2. Sur la prescription
Compte tenu de la forclusion du recours portant notamment sur la contrainte signifiée le 17 décembre 2014 pour un montant de 902 euros, seule la prescription invoquée pour les contraintes signifiées les 12 avril 2016 et 12 octobre 2017 doit être analysée par la cour.
La prescription triennale de l’article L. 244- 3 du code de la sécurité sociale invoquée par M. [R] concerne les cotisations qui peuvent être réclamées dans une mise en demeure ; il s’agit de celles qui sont exigibles au cours des trois années civiles précédant l’année de l’envoi de la mise en demeure ainsi que les cotisations exigibles au cours de l’année cet envoi.
En revanche l’action civile en recouvrement des cotisations et majorations de retard se prescrit par cinq ans à compter de l’expiration du délai imparti par les mises en demeure, ainsi qu’il est dit à l’article L. 244-11 du même code.
La contrainte signifiée le 12 octobre 2017 a été émise le 25 septembre et elle se réfère à cinq mises en demeure notifiées du 14 juin 2013 au 8 juillet 2016. Aucune prescription ne peut dès lors être opposée, la contrainte ayant été émise avant le 10 juin 2018.
La contrainte signifiée le 12 avril 2016 a été émise le 9 mars et se réfère à huit mises en demeure datées du 5 novembre 2012. Le délai de cinq ans a également été respecté.
Le moyen tiré de la prescription de l’action en recouvrement doit en conséquence être rejeté.

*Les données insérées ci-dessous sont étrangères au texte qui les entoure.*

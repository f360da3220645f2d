use crate::state::PlayerId;

use super::MoveDelta;

/// Append-only log entry written once per resolved intent.
///
/// The delta is the one the player requested, whatever the resolver made of it.
#[derive(Clone, Copy, Debug, PartialEq, Eq)]
#[cfg_attr(feature = "serde", derive(serde::Serialize, serde::Deserialize))]
pub struct ActionRecord {
    pub player_id: PlayerId,
    pub delta_x: i32,
    pub delta_y: i32,
    pub turn: u32,
}

impl ActionRecord {
    pub fn new(player_id: PlayerId, delta: MoveDelta, turn: u32) -> Self {
        Self {
            player_id,
            delta_x: delta.dx,
            delta_y: delta.dy,
            turn,
        }
    }

    pub fn delta(&self) -> MoveDelta {
        MoveDelta::new(self.delta_x, self.delta_y)
    }
}
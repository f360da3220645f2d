//! Error types for controller operations.

use crate::error::{ErrorSeverity, GameError};
use crate::state::{NoSpaceError, PlayerId};

/// Errors raised while attaching or placing players.
///
/// Every variant leaves the game unchanged.
#[derive(Clone, Copy, Debug, PartialEq, Eq, thiserror::Error)]
pub enum PlaceError {
    #[error(transparent)]
    NoSpace(#[from] NoSpaceError),

    #[error("pseudo must be exactly one visible character")]
    InvalidPseudo,

    #[error("a player cannot belong to the empty faction")]
    InvalidFaction,

    #[error("sight distance must be positive")]
    InvalidSightDistance,

    #[error("game already holds its maximum of {max_players} players")]
    GameFull { max_players: u32 },

    #[error("players can only be attached before the game starts")]
    AlreadyStarted,

    #[error("the game has ended")]
    GameEnded,

    #[error("player {0} is not part of this game")]
    UnknownPlayer(PlayerId),

    #[error("player {0} is already on the board")]
    AlreadyPlaced(PlayerId),
}

impl GameError for PlaceError {
    fn severity(&self) -> ErrorSeverity {
        match self {
            Self::NoSpace(_) | Self::GameFull { .. } => ErrorSeverity::Recoverable,
            Self::AlreadyStarted | Self::GameEnded | Self::AlreadyPlaced(_) => {
                ErrorSeverity::Recoverable
            }
            Self::InvalidPseudo
            | Self::InvalidFaction
            | Self::InvalidSightDistance
            | Self::UnknownPlayer(_) => ErrorSeverity::Validation,
        }
    }

    fn error_code(&self) -> &'static str {
        match self {
            Self::NoSpace(_) => "PLACE_NO_SPACE",
            Self::InvalidPseudo => "PLACE_INVALID_PSEUDO",
            Self::InvalidFaction => "PLACE_INVALID_FACTION",
            Self::InvalidSightDistance => "PLACE_INVALID_SIGHT_DISTANCE",
            Self::GameFull { .. } => "PLACE_GAME_FULL",
            Self::AlreadyStarted => "PLACE_ALREADY_STARTED",
            Self::GameEnded => "PLACE_GAME_ENDED",
            Self::UnknownPlayer(_) => "PLACE_UNKNOWN_PLAYER",
            Self::AlreadyPlaced(_) => "PLACE_ALREADY_PLACED",
        }
    }
}

/// Errors raised by the turn state machine.
///
/// Every variant leaves the game unchanged.
#[derive(Clone, Copy, Debug, PartialEq, Eq, thiserror::Error)]
pub enum TurnError {
    #[error("the game is already active")]
    AlreadyActive,

    #[error("the game has ended and cannot be restarted")]
    AlreadyEnded,

    #[error("the game is not active")]
    NotActive,

    #[error("player {0} has no position on the board")]
    UnplacedPlayer(PlayerId),

    #[error("player {0} is not part of this game")]
    UnknownPlayer(PlayerId),

    #[error("player {0} has been defeated")]
    PlayerDefeated(PlayerId),
}

impl GameError for TurnError {
    fn severity(&self) -> ErrorSeverity {
        match self {
            Self::UnknownPlayer(_) | Self::PlayerDefeated(_) => ErrorSeverity::Validation,
            _ => ErrorSeverity::Recoverable,
        }
    }

    fn error_code(&self) -> &'static str {
        match self {
            Self::AlreadyActive => "TURN_ALREADY_ACTIVE",
            Self::AlreadyEnded => "TURN_ALREADY_ENDED",
            Self::NotActive => "TURN_NOT_ACTIVE",
            Self::UnplacedPlayer(_) => "TURN_UNPLACED_PLAYER",
            Self::UnknownPlayer(_) => "TURN_UNKNOWN_PLAYER",
            Self::PlayerDefeated(_) => "TURN_PLAYER_DEFEATED",
        }
    }
}
//! Template CLI command

use crate::parser::render_blank_template;

pub fn run() {
    print!("{}", render_blank_template());
}
use clap::{CommandFactory, Parser, Subcommand};
use clap_complete::{generate, Shell};
use colored::Colorize;
use defectd::cli::check::CheckArgs;
use defectd::cli::handle::HandleArgs;
use defectd::Result;
use std::io;

#[derive(Parser)]
#[command(name = "defectd")]
#[command(version = env!("CARGO_PKG_VERSION"))]
#[command(about = "Defect report extractor and validator", long_about = None)]
#[command(propagate_version = true)]
struct Cli {
    #[command(subcommand)]
    command: Commands,
}

#[derive(Subcommand)]
enum Commands {
    /// Extract and validate a defect report body
    Check(CheckArgs),

    /// Run an issue or note event through the defect handler
    Handle(HandleArgs),

    /// Print the blank defect template
    Template,

    /// Generate shell completions
    Completions {
        /// Shell type (bash, zsh, fish, powershell)
        #[arg(value_enum)]
        shell: Shell,
    },
}

fn main() {
    let cli = Cli::parse();

    let runtime = match tokio::runtime::Builder::new_multi_thread()
        .enable_all()
        .build()
    {
        Ok(runtime) => runtime,
        Err(e) => {
            eprintln!("{}", format!("Error: Failed to create tokio runtime: {}", e).red());
            std::process::exit(1);
        }
    };

    if let Err(e) = runtime.block_on(run_async(cli)) {
        eprintln!("{}", format!("Error: {}", e).red());
        std::process::exit(1);
    }
}

async fn run_async(cli: Cli) -> Result<()> {
    match cli.command {
        Commands::Check(args) => {
            defectd::cli::check::run(args)?;
        }

        Commands::Handle(args) => {
            println!("{}", "🔎 Handling event...".cyan());
            defectd::cli::handle::run(args).await?;
        }

        Commands::Template => {
            defectd::cli::template::run();
        }

        Commands::Completions { shell } => {
            generate(shell, &mut Cli::command(), "defectd", &mut io::stdout());
        }
    }

    Ok(())
}
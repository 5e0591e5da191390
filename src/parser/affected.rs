use crate::models::{AffectedFilter, AffectedState, Policy, ValidationError, VersionState};
use anyhow::{Context, Result};
use regex::Regex;
use std::collections::HashSet;

/// `openEuler<anything>` + colon + `受影响` / `不受影响`, never crossing a line
const VERSION_STATE_PATTERN: &str = r"(openEuler.*?)[:：](不?受影响)";

/// Parser for the 受影响版本排查 block
pub struct AffectedTableParser {
    pattern: Regex,
}

impl AffectedTableParser {
    pub fn new() -> Result<Self> {
        let pattern =
            Regex::new(VERSION_STATE_PATTERN).context("Failed to compile affected-version regex")?;
        Ok(Self { pattern })
    }

    /// Scan the block left to right
    pub fn parse_version_states(&self, block: &str) -> Vec<VersionState> {
        self.pattern
            .captures_iter(block)
            .filter_map(|cap| {
                let version = cap.get(1)?.as_str().to_string();
                let state = AffectedState::from_marker(cap.get(2)?.as_str())?;
                Some(VersionState { version, state })
            })
            .collect()
    }

    /// Parse the block and check it against `policy`
    ///
    /// Every maintained version must appear in the block with either marker. Extra,
    /// non-maintained versions are accepted. Returns the versions marked affected in
    /// match order, filtered according to the policy's `AffectedFilter`.
    pub fn parse(
        &self,
        block: &str,
        policy: &Policy,
    ) -> std::result::Result<Vec<String>, ValidationError> {
        let states = self.parse_version_states(block);

        let observed: HashSet<&str> = states.iter().map(|s| s.version.as_str()).collect();
        let missing: Vec<String> = policy
            .maintained_versions()
            .iter()
            .filter(|v| !observed.contains(v.as_str()))
            .cloned()
            .collect();

        if !missing.is_empty() {
            return Err(ValidationError::VersionCoverageMismatch {
                missing,
                maintained: policy.maintained_versions().to_vec(),
            });
        }

        let affected = states
            .into_iter()
            .filter(|s| s.state == AffectedState::Affected)
            .map(|s| s.version)
            .filter(|v| match policy.affected_filter() {
                AffectedFilter::AsReported => true,
                AffectedFilter::MaintainedOnly => policy.is_maintained(v),
            })
            .collect();

        Ok(affected)
    }
}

3. Sur la validité des contraintes
Il résulte de l’article L. 244-2 du code de la sécurité sociale que la contrainte doit obligatoirement être précédée d’une mise en demeure qui selon l’article R. 244-1 constitue une invitation impérative adressée au débiteur à régulariser sa situation dans le délai imparti et doit lui permettre d’avoir connaissance de la nature, de la cause et de l’étendue de son obligation. A cette fin il importe qu’elle précise, à peine de nullité outre la nature et le montant des cotisations réclamées, la période à laquelle elle se rapporte. La motivation de la mise en demeure adressée au cotisant ne dispense pas l’organisme social de motiver la contrainte décernée ensuite pour le recouvrement des cotisations mentionnées dans la mise en demeure, la contrainte pouvant se référer aux mises en demeure.

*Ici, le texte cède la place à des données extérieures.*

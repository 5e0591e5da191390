//! Integration tests for the defect report flow
//!
//! Tests cover:
//! - Extraction of a complete template body
//! - Validation against the maintained-version policy
//! - Issue/note event handling and hand-off to a manager

use async_trait::async_trait;
use defectd::models::{
    AffectedFilter, DefectError, DefectRecord, ExtractionError, FieldTag, IssueConfig,
    IssueEvent, IssueHook, IssueIdentity, NoteEvent, NoteHook, ProjectHook, SeverityLevel,
    ValidationKind, ANCHORS, DEFAULT_MAX_BODY_BYTES,
};
use defectd::parser::{render_template, AffectedTableParser, TemplateExtractor};
use defectd::services::{DefectManager, DefectService, HandleOutcome, ACCEPTED_COMMENT};
use defectd::validator::DefectValidator;
use std::sync::{Arc, Mutex};

const MAINTAINED: [&str; 2] = ["openEuler-20.03-LTS-SP1", "openEuler-22.03-LTS"];

/// Build a body through the template renderer, overriding selected sections
fn body_with(overrides: &[(FieldTag, &str)]) -> String {
    render_template(|tag| {
        if let Some((_, value)) = overrides.iter().find(|(t, _)| *t == tag) {
            return value.to_string();
        }
        match tag {
            FieldTag::Kernel => "5.10".to_string(),
            FieldTag::Components => "kernel".to_string(),
            FieldTag::SystemVersion => "openEuler-22.03-LTS".to_string(),
            FieldTag::Description => "crash on boot".to_string(),
            FieldTag::ReferenceUrl => "https://example.com/ref".to_string(),
            FieldTag::GuidanceUrl => "https://example.com/guide".to_string(),
            FieldTag::Influence => "all x86 machines".to_string(),
            FieldTag::SeverityLevel => "High".to_string(),
            FieldTag::AffectedVersionBlock => {
                "\nopenEuler-20.03-LTS-SP1:不受影响\nopenEuler-22.03-LTS:受影响\n".to_string()
            }
            FieldTag::Abi => "不受影响".to_string(),
        }
    })
}

fn issue_config() -> IssueConfig {
    IssueConfig {
        issue_type: "缺陷".to_string(),
        maintain_version: MAINTAINED.iter().map(|v| v.to_string()).collect(),
        affected_filter: AffectedFilter::AsReported,
        max_body_bytes: DEFAULT_MAX_BODY_BYTES,
    }
}

/// Manager that keeps every saved record in memory
#[derive(Clone, Default)]
struct RecordingManager {
    saved: Arc<Mutex<Vec<DefectRecord>>>,
}

#[async_trait]
impl DefectManager for RecordingManager {
    async fn save(&self, record: &DefectRecord) -> defectd::Result<()> {
        self.saved.lock().unwrap().push(record.clone());
        Ok(())
    }
}

fn service() -> (DefectService, RecordingManager) {
    let manager = RecordingManager::default();
    let service = DefectService::new(&issue_config(), Box::new(manager.clone())).unwrap();
    (service, manager)
}

fn issue_event(type_name: &str, body: String) -> IssueEvent {
    IssueEvent {
        issue: IssueHook {
            number: "I7QW2X".to_string(),
            body,
            state: "open".to_string(),
            type_name: type_name.to_string(),
        },
        project: ProjectHook {
            namespace: "src-openeuler".to_string(),
            name: "kernel".to_string(),
        },
    }
}

#[test]
fn test_end_to_end_scenario() {
    let body = "内核信息:5.10\n\
                缺陷归属组件:kernel\n\
                组件版本:5.10.0\n\
                缺陷归属的版本:openEuler-22.03-LTS\n\
                缺陷简述:crash on boot\n\
                缺陷创建时间:2024-03-01\n\
                缺陷详情参考链接:https://example.com/ref\n\
                缺陷分析指导链接:https://example.com/guide\n\
                二、缺陷分析结构反馈\n\
                影响性分析说明:all machines\n\
                缺陷严重等级:High\n\
                受影响版本排查(受影响/不受影响):\n\
                openEuler-20.03-LTS-SP1:不受影响\n\
                openEuler-22.03-LTS:受影响\n\
                abi变化(受影响/不受影响):不受影响";

    let (service, _) = service();
    let record = service
        .check(body, IssueIdentity::new("I1", "src-openeuler", "kernel", "open"))
        .unwrap();

    assert_eq!(record.severity_level, SeverityLevel::High);
    assert_eq!(record.affected_version, vec!["openEuler-22.03-LTS"]);
    assert_eq!(record.system_version, "openEuler-22.03-LTS");
    assert_eq!(record.description, "crash on boot\n");
    assert_eq!(record.issue.org, "src-openeuler");
}

#[test]
fn test_body_with_field_labels_only() {
    let body = "内核信息:5.10\n\
                缺陷归属组件:kernel\n\
                缺陷归属的版本:openEuler-22.03-LTS\n\
                缺陷简述:crash on boot\n\
                缺陷详情参考链接:https://example.com/ref\n\
                缺陷分析指导链接:https://example.com/guide\n\
                影响性分析说明:all machines\n\
                缺陷严重等级:High\n\
                受影响版本排查(受影响/不受影响):\n\
                openEuler-20.03-LTS-SP1:不受影响\n\
                openEuler-22.03-LTS:受影响\n\
                abi变化(受影响/不受影响):不受影响";

    let (service, _) = service();
    let record = service.check(body, IssueIdentity::default()).unwrap();

    assert_eq!(record.component, "kernel");
    assert_eq!(record.description, "crash on boot\n");
    assert_eq!(record.guidance_url, "https://example.com/guide");
    assert_eq!(record.affected_version, vec!["openEuler-22.03-LTS"]);
}

#[test]
fn test_whitespace_in_maintained_version_rejected() {
    let mut config = issue_config();
    config.maintain_version.push("openEuler 24.03".to_string());
    assert!(DefectService::new(&config, Box::new(RecordingManager::default())).is_err());
}

#[test]
fn test_every_missing_label_is_named() {
    let extractor = TemplateExtractor::new().unwrap();
    let body = body_with(&[]);

    for anchor in ANCHORS {
        let start = format!("{}：", anchor.start_marker());
        let broken = body.replacen(&start, "", 1);
        assert_ne!(broken, body, "label for {:?} not found in rendered body", anchor.tag);

        let err = extractor.extract(&broken).unwrap_err();
        assert_eq!(err, ExtractionError::PatternNotFound(anchor.tag), "removed {:?}", anchor.tag);
    }
}

#[test]
fn test_raw_and_trimmed_whitespace() {
    let extractor = TemplateExtractor::new().unwrap();
    let body = body_with(&[
        (FieldTag::Description, "line one\n  line two"),
        (FieldTag::Influence, "a b\tc"),
        (FieldTag::Kernel, " 5.10 \t-rc1 "),
    ]);

    let fields = extractor.extract(&body).unwrap();
    assert_eq!(fields.get(FieldTag::Description), "line one\n  line two\n");
    assert_eq!(fields.get(FieldTag::Influence), "a b\tc\n");
    assert_eq!(fields.get(FieldTag::Kernel), "5.10-rc1");
}

#[test]
fn test_extra_versions_and_affected_output() {
    let (service, _) = service();
    let body = body_with(&[(
        FieldTag::AffectedVersionBlock,
        "openEuler-20.03-LTS-SP1:受影响 openEuler-22.03-LTS:不受影响 openEuler-24.03-LTS:受影响 openEuler-23.09:不受影响",
    )]);

    let record = service.check(&body, IssueIdentity::default()).unwrap();
    assert_eq!(
        record.affected_version,
        vec!["openEuler-20.03-LTS-SP1", "openEuler-24.03-LTS"]
    );
}

#[test]
fn test_missing_maintained_version_fails() {
    let (service, _) = service();
    let body = body_with(&[(FieldTag::AffectedVersionBlock, "openEuler-22.03-LTS:受影响")]);

    match service.check(&body, IssueIdentity::default()) {
        Err(DefectError::Validation(err)) => {
            assert_eq!(err.kind(), ValidationKind::VersionCoverageMismatch);
            assert!(err.to_string().contains("缺少版本: openEuler-20.03-LTS-SP1"));
        }
        other => panic!("unexpected result: {:?}", other),
    }
}

#[test]
fn test_severe_is_not_a_severity() {
    let (service, _) = service();
    let body = body_with(&[(FieldTag::SeverityLevel, "Severe")]);

    match service.check(&body, IssueIdentity::default()) {
        Err(DefectError::Validation(err)) => {
            assert_eq!(err.kind(), ValidationKind::InvalidSeverity);
        }
        other => panic!("unexpected result: {:?}", other),
    }
}

#[test]
fn test_record_json_revalidates() {
    let (service, _) = service();
    let record = service
        .check(&body_with(&[]), IssueIdentity::new("I2", "o", "r", "open"))
        .unwrap();

    let json = serde_json::to_string(&record).unwrap();
    let back: DefectRecord = serde_json::from_str(&json).unwrap();
    assert_eq!(back, record);

    let parser = AffectedTableParser::new().unwrap();
    let validator = DefectValidator::new(service.policy(), &parser);
    assert!(validator.revalidate(&back).is_ok());
}

#[tokio::test]
async fn test_accepted_issue_is_saved_once() {
    let (service, manager) = service();

    let outcome = service
        .handle_issue_event(&issue_event("缺陷", body_with(&[])))
        .await
        .unwrap();

    match &outcome {
        HandleOutcome::Accepted { record, comment } => {
            assert_eq!(comment, ACCEPTED_COMMENT);
            assert_eq!(record.issue.number, "I7QW2X");
            assert_eq!(record.issue.repo, "kernel");
        }
        other => panic!("unexpected outcome: {:?}", other),
    }
    assert_eq!(manager.saved.lock().unwrap().len(), 1);
}

#[tokio::test]
async fn test_rejected_issue_is_not_saved() {
    let (service, manager) = service();
    let body = body_with(&[(FieldTag::SystemVersion, "openEuler-21.09")]);

    let outcome = service
        .handle_issue_event(&issue_event("缺陷", body))
        .await
        .unwrap();

    assert!(matches!(outcome, HandleOutcome::Rejected { .. }));
    assert!(outcome
        .comment()
        .unwrap()
        .starts_with("缺陷归属的版本 openEuler-21.09"));
    assert!(manager.saved.lock().unwrap().is_empty());
}

#[tokio::test]
async fn test_other_issue_types_ignored() {
    let (service, manager) = service();

    let outcome = service
        .handle_issue_event(&issue_event("需求", body_with(&[])))
        .await
        .unwrap();

    assert_eq!(outcome, HandleOutcome::Ignored);
    assert_eq!(outcome.comment(), None);
    assert!(manager.saved.lock().unwrap().is_empty());
}

#[tokio::test]
async fn test_note_needs_check_command() {
    let (service, manager) = service();
    let event = issue_event("缺陷", body_with(&[]));

    let mut note = NoteEvent {
        noteable_type: "Issue".to_string(),
        comment: NoteHook {
            body: "looks good".to_string(),
        },
        issue: Some(event.issue.clone()),
        project: event.project.clone(),
    };

    let outcome = service.handle_note_event(&note).await.unwrap();
    assert_eq!(outcome, HandleOutcome::Ignored);

    note.comment.body = "please /check-issue again".to_string();
    let outcome = service.handle_note_event(&note).await.unwrap();
    assert!(matches!(outcome, HandleOutcome::Accepted { .. }));
    assert_eq!(manager.saved.lock().unwrap().len(), 1);
}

Ainsi, en l’espèce, les contraintes sont suffisamment motivées en se référant aux mises en demeure qui mentionnent le montant des cotisations et contributions selon leur nature, s’il s’agit de cotisations provisionnelles ou de régularisation, les périodes de référence ainsi que le montant des majorations de retard. Les contraintes mentionnent en outre les sommes qui viennent en déduction depuis la notification des mises en demeure ainsi que les montants restant dus.
Il ne ressort pas des textes susvisés que la mise en demeure comme la contrainte doivent mentionner l’assiette de calcul, le taux appliqué et les différents calculs opérés.
M. [R] sera en conséquence débouté de sa demande d’annulation des contraintes pour défaut de motivation. Ne contestant pas le calcul des sommes réclamées, il y a lieu de confirmer le jugement.
4. Sur les frais du procès
M. [R] [N] succombant en son appel doit être condamné aux dépens et débouté de sa demande fondée sur l’article 700 du code de procédure civile. Il serait inéquitable de laisser à la charge de l’Urssaf l’intégralité de ses frais non compris dans les dépens, de sorte que l’appelant sera condamné à lui payer la somme complémentaire de 2 000 euros.
PAR CES MOTIFS
La cour,
Statuant publiquement, par arrêt contradictoire et en dernier ressort :
Rejette l’exception de prescription ;
Confirme le jugement en ses dispositions soumises à la cour ;
Y ajoutant :
Condamne M. [R] aux dépens d’appel ;
Le condamne à payer à l’Urssaf de Normandie une somme complémentaire de 2 000 euros sur le fondement de l’article 700 du code de procédure civile et le déboute de sa demande fondée sur le même article.